We get a non-stop feed of gloom and doom. But we don't hear about the heroes. The incredibly brave GIs who honorably do their duty. The ones our grandparents would have carried on their shoulders down Fifth Avenue. The ones we completely ignore.


Like Brian Chontosh.


It was a year ago on the march into Baghdad. Brian Chontosh was a platoon leader rolling up Highway 1 in a humvee.


When all hell broke loose.


Ambush city.


The young Marines were being cut to ribbons. Mortars, machine guns, rocket propelled grenades. And the kid out of Churchville was in charge. It was do or die and it was up to him.


So he moved to the side of his column, looking for a way to lead his men to safety. As he tried to poke a hole through the Iraqi line his humvee came under direct enemy machine gun fire.


It was fish in a barrel and the Marines were the fish.


And Brian Chontosh gave the order to attack. He told his driver to floor the humvee directly at the machine gun emplacement that was firing at them. And he had the guy on top with the .50 cal unload on them.


Within moments there were Iraqis slumped across the machine gun and Chontosh was still advancing, ordering his driver now to take the humvee directly into the Iraqi trench that was attacking his Marines. Over into the battlement the humvee went and out the door Brian Chontosh bailed, carrying an M16 and a Beretta and 228 years of Marine Corps pride.


And he ran down the trench. With its mortars and riflemen, machineguns and grenadiers.


And he killed them all.


He fought with the M16 until it was out of ammo. Then he fought with the Beretta until it was out of ammo. Then he picked up a dead man's AK47 and fought with that until it was out of ammo. Then he picked up another dead man's AK47 and fought with that until it was out of ammo.


At one point he even fired a discarded Iraqi RPG into an enemy cluster, sending attackers flying with its grenade explosion.


When he was done Brian Chontosh had cleared 200 yards of entrenched Iraqis from his platoon's flank. He had killed more than 20 and wounded at least as many more.


But that's probably not how he would tell it.


He would probably merely say that his Marines were in trouble, and he got them out of trouble. Hoo-ah, and drive on.


"By his outstanding display of decisive leadership, unlimited courage in the face of heavy enemy fire, and utmost devotion to duty, 1st Lt. Chontosh reflected great credit upon himself and upheld the highest traditions of the Marine Corps and the United States Naval Service."

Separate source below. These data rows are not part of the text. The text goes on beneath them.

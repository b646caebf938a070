//! Logging bootstrap: a console layer plus optional JSON log files routed
//! by target prefix, both filtered per [`Section`].

use std::io::{IsTerminal, Write};
use std::path::{Path, PathBuf};
use std::sync::Arc;

use file_rotate::{
    compression::Compression,
    suffix::{AppendTimestamp, FileLimit},
    ContentLimit, FileRotate,
};
use parking_lot::Mutex;
use tracing::level_filters::LevelFilter;
use tracing_subscriber::{filter::Targets, fmt};

use crate::config::{LoggingConfig, Section};

const DEFAULT_SECTION: &str = "default";
const DEFAULT_MAX_SIZE_MB: u64 = 100;
const DEFAULT_MAX_BACKUPS: usize = 3;

/// `off`/`none` disable; unknown names fall back to INFO.
fn parse_level(s: &str) -> LevelFilter {
    match s.trim().to_ascii_lowercase().as_str() {
        "trace" => LevelFilter::TRACE,
        "debug" => LevelFilter::DEBUG,
        "info" => LevelFilter::INFO,
        "warn" | "warning" => LevelFilter::WARN,
        "error" => LevelFilter::ERROR,
        "off" | "none" => LevelFilter::OFF,
        _ => LevelFilter::INFO,
    }
}

/// `target` is `prefix` itself or a module below it.
fn matches_prefix(target: &str, prefix: &str) -> bool {
    target
        .strip_prefix(prefix)
        .is_some_and(|rest| rest.is_empty() || rest.starts_with("::"))
}

fn has_file(section: &Section) -> bool {
    !section.file.trim().is_empty()
}

fn console_targets(cfg: &LoggingConfig) -> Targets {
    let default = cfg
        .get(DEFAULT_SECTION)
        .map_or(LevelFilter::INFO, |s| parse_level(&s.console_level));

    cfg.iter()
        .filter(|(name, _)| name.as_str() != DEFAULT_SECTION)
        .fold(Targets::new().with_default(default), |t, (name, s)| {
            t.with_target(name.clone(), parse_level(&s.console_level))
        })
}

/// Sections without a file are silenced in the file layer rather than
/// falling through to the default file.
fn file_targets(cfg: &LoggingConfig) -> Targets {
    let default = cfg
        .get(DEFAULT_SECTION)
        .filter(|s| has_file(s))
        .map_or(LevelFilter::OFF, |s| parse_level(&s.file_level));

    cfg.iter()
        .filter(|(name, _)| name.as_str() != DEFAULT_SECTION)
        .fold(Targets::new().with_default(default), |t, (name, s)| {
            let level = if has_file(s) {
                parse_level(&s.file_level)
            } else {
                LevelFilter::OFF
            };
            t.with_target(name.clone(), level)
        })
}

fn resolve_log_path(file: &str, base_dir: &Path) -> PathBuf {
    let p = Path::new(file);
    if p.is_absolute() {
        p.to_path_buf()
    } else {
        base_dir.join(p)
    }
}

type Rotating = Arc<Mutex<FileRotate<AppendTimestamp>>>;

fn open_rotating(path: &Path, section: &Section) -> std::io::Result<Rotating> {
    if let Some(parent) = path.parent() {
        std::fs::create_dir_all(parent)?;
    }
    let max_bytes = section.max_size_mb.unwrap_or(DEFAULT_MAX_SIZE_MB) * 1024 * 1024;
    let backups = section.max_backups.unwrap_or(DEFAULT_MAX_BACKUPS);

    let rot = FileRotate::new(
        path,
        AppendTimestamp::default(FileLimit::MaxFiles(backups)),
        ContentLimit::BytesSurpassed(max_bytes as usize),
        Compression::None,
        #[cfg(unix)]
        None,
    );
    Ok(Arc::new(Mutex::new(rot)))
}

/// Picks the log file for an event by its target.
#[derive(Clone, Default)]
struct FileRouter {
    default: Option<Rotating>,
    // Longest prefix first.
    by_prefix: Vec<(String, Rotating)>,
}

impl FileRouter {
    fn from_config(cfg: &LoggingConfig, base_dir: &Path) -> Self {
        let mut router = FileRouter::default();

        for (name, section) in cfg.iter().filter(|(_, s)| has_file(s)) {
            let path = resolve_log_path(&section.file, base_dir);
            let writer = match open_rotating(&path, section) {
                Ok(w) => w,
                Err(e) => {
                    // No subscriber is installed yet.
                    eprintln!(
                        "Failed to open log file '{}' for '{}': {}",
                        path.display(),
                        name,
                        e
                    );
                    continue;
                }
            };
            if name == DEFAULT_SECTION {
                router.default = Some(writer);
            } else {
                router.by_prefix.push((name.clone(), writer));
            }
        }

        router
            .by_prefix
            .sort_by(|(a, _), (b, _)| b.len().cmp(&a.len()).then_with(|| a.cmp(b)));
        router
    }

    fn is_empty(&self) -> bool {
        self.default.is_none() && self.by_prefix.is_empty()
    }

    fn resolve(&self, target: &str) -> Option<Rotating> {
        self.by_prefix
            .iter()
            .find(|(prefix, _)| matches_prefix(target, prefix))
            .map(|(_, w)| w)
            .or(self.default.as_ref())
            .cloned()
    }
}

/// Writes to the routed file, or drops the bytes when there is none.
struct RoutedWriter(Option<Rotating>);

impl Write for RoutedWriter {
    fn write(&mut self, buf: &[u8]) -> std::io::Result<usize> {
        match &self.0 {
            Some(w) => w.lock().write(buf),
            None => Ok(buf.len()),
        }
    }

    fn flush(&mut self) -> std::io::Result<()> {
        match &self.0 {
            Some(w) => w.lock().flush(),
            None => Ok(()),
        }
    }
}

impl<'a> fmt::MakeWriter<'a> for FileRouter {
    type Writer = RoutedWriter;

    fn make_writer(&'a self) -> Self::Writer {
        RoutedWriter(self.default.clone())
    }

    fn make_writer_for(&'a self, meta: &tracing::Metadata<'_>) -> Self::Writer {
        RoutedWriter(self.resolve(meta.target()))
    }
}

/// Install the global subscriber.
///
/// `base_dir` (normally `server.home_dir`) anchors relative log file paths.
/// Does nothing if a subscriber is already installed.
pub fn init_logging_from_config(cfg: &LoggingConfig, base_dir: &Path) {
    use tracing_subscriber::{layer::SubscriberExt, util::SubscriberInitExt, Layer, Registry};

    // Bridge `log` records before the subscriber goes in.
    let _ = tracing_log::LogTracer::init();

    let console = fmt::layer()
        .with_ansi(std::io::stdout().is_terminal())
        .with_target(true)
        .with_level(true)
        .with_timer(fmt::time::UtcTime::rfc_3339())
        .with_filter(console_targets(cfg));

    let router = FileRouter::from_config(cfg, base_dir);
    let file = (!router.is_empty()).then(|| {
        fmt::layer()
            .json()
            .with_ansi(false)
            .with_target(true)
            .with_level(true)
            .with_timer(fmt::time::UtcTime::rfc_3339())
            .with_writer(router)
            .with_filter(file_targets(cfg))
    });

    let _ = Registry::default().with(console).with(file).try_init();
}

That's what the citation says.


And that's what nobody will hear.


That's what doesn't seem to be making the evening news. Accounts of American valor are dismissed by the press as propaganda, yet accounts of American difficulties are heralded as objectivity. It makes you wonder if the role of the media is to inform, or to depress, ? To report or to deride. To tell the truth, or to feed us lies.


But I guess it doesn't matter.


We're going to turn out all right.


As long as men like Brian Chontosh wear our uniform."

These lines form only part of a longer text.